(What to do) Every line with the string "anyhow" must be copied from the entries below.

(Listed entries)
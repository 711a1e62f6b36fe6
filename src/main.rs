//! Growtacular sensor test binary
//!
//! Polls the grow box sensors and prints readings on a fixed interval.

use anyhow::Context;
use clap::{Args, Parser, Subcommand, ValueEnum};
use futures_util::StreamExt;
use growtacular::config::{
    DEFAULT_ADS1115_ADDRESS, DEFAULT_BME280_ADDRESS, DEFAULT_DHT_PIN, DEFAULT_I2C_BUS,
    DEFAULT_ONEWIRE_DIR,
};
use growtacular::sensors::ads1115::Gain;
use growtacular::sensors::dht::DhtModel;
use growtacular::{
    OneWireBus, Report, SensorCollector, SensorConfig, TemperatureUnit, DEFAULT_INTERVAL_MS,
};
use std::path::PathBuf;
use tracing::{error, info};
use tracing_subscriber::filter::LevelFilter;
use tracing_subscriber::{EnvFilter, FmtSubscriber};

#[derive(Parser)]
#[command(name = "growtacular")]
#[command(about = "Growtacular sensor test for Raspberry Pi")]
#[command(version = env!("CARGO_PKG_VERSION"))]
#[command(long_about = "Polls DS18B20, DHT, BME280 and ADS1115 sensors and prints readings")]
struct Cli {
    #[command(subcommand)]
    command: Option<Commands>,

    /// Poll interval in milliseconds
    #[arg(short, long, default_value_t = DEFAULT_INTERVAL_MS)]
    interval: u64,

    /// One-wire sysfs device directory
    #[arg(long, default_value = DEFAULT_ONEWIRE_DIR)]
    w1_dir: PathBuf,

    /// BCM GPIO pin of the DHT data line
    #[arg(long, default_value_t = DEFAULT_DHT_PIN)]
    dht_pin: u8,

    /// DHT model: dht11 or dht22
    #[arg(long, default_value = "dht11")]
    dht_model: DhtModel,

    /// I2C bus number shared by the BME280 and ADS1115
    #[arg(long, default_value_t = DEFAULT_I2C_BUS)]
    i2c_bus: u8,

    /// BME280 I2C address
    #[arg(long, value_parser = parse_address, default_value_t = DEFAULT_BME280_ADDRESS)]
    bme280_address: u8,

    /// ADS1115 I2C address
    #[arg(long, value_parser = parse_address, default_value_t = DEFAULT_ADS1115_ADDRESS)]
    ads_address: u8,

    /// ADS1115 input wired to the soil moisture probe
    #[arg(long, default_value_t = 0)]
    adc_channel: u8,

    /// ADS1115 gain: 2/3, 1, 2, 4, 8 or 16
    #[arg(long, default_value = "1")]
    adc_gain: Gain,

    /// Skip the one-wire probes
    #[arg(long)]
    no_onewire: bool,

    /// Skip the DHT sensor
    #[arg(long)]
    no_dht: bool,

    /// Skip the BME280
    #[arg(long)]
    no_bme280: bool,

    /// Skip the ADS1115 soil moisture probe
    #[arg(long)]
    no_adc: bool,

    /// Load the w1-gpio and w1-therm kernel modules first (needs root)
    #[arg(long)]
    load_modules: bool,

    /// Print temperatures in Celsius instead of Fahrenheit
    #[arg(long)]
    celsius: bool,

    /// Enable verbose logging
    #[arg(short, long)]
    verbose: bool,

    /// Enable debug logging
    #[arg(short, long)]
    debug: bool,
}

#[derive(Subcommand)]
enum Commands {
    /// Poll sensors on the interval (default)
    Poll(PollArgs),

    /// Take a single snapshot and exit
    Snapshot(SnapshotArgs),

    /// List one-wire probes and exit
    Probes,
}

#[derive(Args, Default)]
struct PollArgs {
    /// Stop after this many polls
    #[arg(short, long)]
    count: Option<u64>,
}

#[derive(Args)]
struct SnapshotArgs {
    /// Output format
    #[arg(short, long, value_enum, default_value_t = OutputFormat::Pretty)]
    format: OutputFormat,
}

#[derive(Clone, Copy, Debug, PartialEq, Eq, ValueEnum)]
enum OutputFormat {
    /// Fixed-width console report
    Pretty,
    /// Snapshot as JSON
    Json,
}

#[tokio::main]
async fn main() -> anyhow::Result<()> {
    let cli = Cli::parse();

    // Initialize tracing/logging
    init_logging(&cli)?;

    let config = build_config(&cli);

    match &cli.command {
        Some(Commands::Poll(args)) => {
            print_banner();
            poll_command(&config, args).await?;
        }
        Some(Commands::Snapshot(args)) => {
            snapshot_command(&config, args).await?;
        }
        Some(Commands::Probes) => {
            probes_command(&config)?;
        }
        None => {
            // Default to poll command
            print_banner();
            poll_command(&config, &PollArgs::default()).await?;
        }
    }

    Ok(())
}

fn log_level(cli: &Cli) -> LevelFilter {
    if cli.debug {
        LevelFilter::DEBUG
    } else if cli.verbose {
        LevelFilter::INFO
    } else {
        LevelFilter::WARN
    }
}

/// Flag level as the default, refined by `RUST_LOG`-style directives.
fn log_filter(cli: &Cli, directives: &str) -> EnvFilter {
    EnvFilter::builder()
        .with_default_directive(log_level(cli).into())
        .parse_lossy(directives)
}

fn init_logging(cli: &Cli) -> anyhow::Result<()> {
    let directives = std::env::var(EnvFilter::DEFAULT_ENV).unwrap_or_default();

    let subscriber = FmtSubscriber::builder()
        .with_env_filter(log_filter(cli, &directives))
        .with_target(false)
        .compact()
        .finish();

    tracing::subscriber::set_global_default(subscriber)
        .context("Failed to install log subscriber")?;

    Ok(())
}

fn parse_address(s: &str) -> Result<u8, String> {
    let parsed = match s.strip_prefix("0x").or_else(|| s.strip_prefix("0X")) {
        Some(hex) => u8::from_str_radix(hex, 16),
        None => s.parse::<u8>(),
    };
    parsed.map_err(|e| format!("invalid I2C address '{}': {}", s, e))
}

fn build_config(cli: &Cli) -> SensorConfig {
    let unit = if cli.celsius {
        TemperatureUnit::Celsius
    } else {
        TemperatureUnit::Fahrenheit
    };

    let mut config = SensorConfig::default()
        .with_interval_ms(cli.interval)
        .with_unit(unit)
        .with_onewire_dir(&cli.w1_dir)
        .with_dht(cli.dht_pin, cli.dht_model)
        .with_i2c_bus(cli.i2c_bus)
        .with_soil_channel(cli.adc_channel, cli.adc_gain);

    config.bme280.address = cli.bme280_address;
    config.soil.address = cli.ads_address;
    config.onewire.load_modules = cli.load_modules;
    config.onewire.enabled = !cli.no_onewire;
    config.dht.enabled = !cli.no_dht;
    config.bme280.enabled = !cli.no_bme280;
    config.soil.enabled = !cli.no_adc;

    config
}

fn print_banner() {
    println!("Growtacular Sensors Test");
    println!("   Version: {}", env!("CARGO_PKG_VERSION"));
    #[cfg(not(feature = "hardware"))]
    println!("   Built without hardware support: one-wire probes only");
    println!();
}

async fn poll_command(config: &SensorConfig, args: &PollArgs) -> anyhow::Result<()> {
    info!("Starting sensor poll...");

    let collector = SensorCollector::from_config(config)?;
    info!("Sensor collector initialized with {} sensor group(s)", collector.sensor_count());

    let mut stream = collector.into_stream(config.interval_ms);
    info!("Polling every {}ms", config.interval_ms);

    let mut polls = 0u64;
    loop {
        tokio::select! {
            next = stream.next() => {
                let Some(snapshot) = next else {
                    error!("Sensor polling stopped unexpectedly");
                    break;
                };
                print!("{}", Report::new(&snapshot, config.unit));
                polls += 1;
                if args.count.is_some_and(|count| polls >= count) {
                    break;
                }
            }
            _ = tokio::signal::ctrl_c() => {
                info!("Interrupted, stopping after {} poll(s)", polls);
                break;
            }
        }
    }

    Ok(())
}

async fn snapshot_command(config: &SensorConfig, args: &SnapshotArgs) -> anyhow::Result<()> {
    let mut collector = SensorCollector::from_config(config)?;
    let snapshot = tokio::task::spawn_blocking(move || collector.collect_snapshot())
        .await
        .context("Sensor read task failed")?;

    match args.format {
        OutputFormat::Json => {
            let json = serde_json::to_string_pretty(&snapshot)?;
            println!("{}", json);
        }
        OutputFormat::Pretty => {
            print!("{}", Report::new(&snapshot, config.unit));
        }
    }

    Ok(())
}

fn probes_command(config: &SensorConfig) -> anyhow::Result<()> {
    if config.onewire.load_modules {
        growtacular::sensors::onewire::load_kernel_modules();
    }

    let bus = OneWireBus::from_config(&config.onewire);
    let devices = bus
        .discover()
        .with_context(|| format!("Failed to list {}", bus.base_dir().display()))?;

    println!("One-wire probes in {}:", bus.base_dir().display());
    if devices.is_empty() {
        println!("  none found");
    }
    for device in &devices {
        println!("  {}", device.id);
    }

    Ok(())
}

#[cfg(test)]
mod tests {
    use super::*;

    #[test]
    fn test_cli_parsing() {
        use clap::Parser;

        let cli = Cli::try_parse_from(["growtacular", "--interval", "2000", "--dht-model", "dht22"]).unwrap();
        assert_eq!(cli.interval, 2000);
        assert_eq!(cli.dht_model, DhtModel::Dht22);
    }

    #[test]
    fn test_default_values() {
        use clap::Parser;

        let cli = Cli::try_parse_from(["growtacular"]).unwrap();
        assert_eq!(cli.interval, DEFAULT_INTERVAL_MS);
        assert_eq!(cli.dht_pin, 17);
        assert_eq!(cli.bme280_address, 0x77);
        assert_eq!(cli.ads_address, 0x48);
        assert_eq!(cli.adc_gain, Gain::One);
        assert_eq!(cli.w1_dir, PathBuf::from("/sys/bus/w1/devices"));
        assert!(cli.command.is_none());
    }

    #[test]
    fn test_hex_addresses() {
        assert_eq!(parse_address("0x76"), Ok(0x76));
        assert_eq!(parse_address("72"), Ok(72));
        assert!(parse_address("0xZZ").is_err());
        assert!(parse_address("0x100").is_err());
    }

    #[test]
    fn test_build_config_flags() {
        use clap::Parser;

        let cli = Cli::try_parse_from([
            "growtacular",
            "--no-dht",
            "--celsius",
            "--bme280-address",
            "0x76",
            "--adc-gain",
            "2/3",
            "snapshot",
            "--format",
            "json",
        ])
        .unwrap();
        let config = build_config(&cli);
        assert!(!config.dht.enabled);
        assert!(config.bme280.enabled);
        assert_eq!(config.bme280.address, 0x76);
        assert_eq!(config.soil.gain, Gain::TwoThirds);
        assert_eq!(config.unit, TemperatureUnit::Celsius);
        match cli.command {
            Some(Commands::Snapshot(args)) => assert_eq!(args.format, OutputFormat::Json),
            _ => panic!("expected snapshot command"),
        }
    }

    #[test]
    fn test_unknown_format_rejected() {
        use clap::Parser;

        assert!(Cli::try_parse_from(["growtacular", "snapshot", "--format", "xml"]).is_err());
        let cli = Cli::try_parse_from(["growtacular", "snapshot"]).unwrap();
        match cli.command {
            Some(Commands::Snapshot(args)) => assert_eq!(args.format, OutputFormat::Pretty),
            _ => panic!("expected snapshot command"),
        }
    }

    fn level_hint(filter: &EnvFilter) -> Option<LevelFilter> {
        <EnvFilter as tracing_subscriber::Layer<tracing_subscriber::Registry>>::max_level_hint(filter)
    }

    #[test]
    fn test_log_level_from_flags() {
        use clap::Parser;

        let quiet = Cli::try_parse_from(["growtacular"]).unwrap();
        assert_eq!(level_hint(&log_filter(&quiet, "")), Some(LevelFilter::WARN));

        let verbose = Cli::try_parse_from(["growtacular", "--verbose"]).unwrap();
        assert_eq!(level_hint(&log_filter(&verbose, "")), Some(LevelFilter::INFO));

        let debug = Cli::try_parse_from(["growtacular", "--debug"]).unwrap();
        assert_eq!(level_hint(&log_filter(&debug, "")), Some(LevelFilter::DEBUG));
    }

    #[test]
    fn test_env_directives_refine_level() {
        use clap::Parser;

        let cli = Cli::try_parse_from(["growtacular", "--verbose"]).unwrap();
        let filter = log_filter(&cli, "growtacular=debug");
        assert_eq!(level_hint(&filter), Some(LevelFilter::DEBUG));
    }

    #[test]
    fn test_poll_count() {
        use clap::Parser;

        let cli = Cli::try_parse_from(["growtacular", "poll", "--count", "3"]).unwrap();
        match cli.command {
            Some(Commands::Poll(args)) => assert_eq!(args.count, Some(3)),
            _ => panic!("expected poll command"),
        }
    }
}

(Result of this exercise)
use anyhow::Context;
async fn main() -> anyhow::Result<()> {
fn init_logging(cli: &Cli) -> anyhow::Result<()> {
async fn poll_command(config: &SensorConfig, args: &PollArgs) -> anyhow::Result<()> {
async fn snapshot_command(config: &SensorConfig, args: &SnapshotArgs) -> anyhow::Result<()> {
fn probes_command(config: &SensorConfig) -> anyhow::Result<()> {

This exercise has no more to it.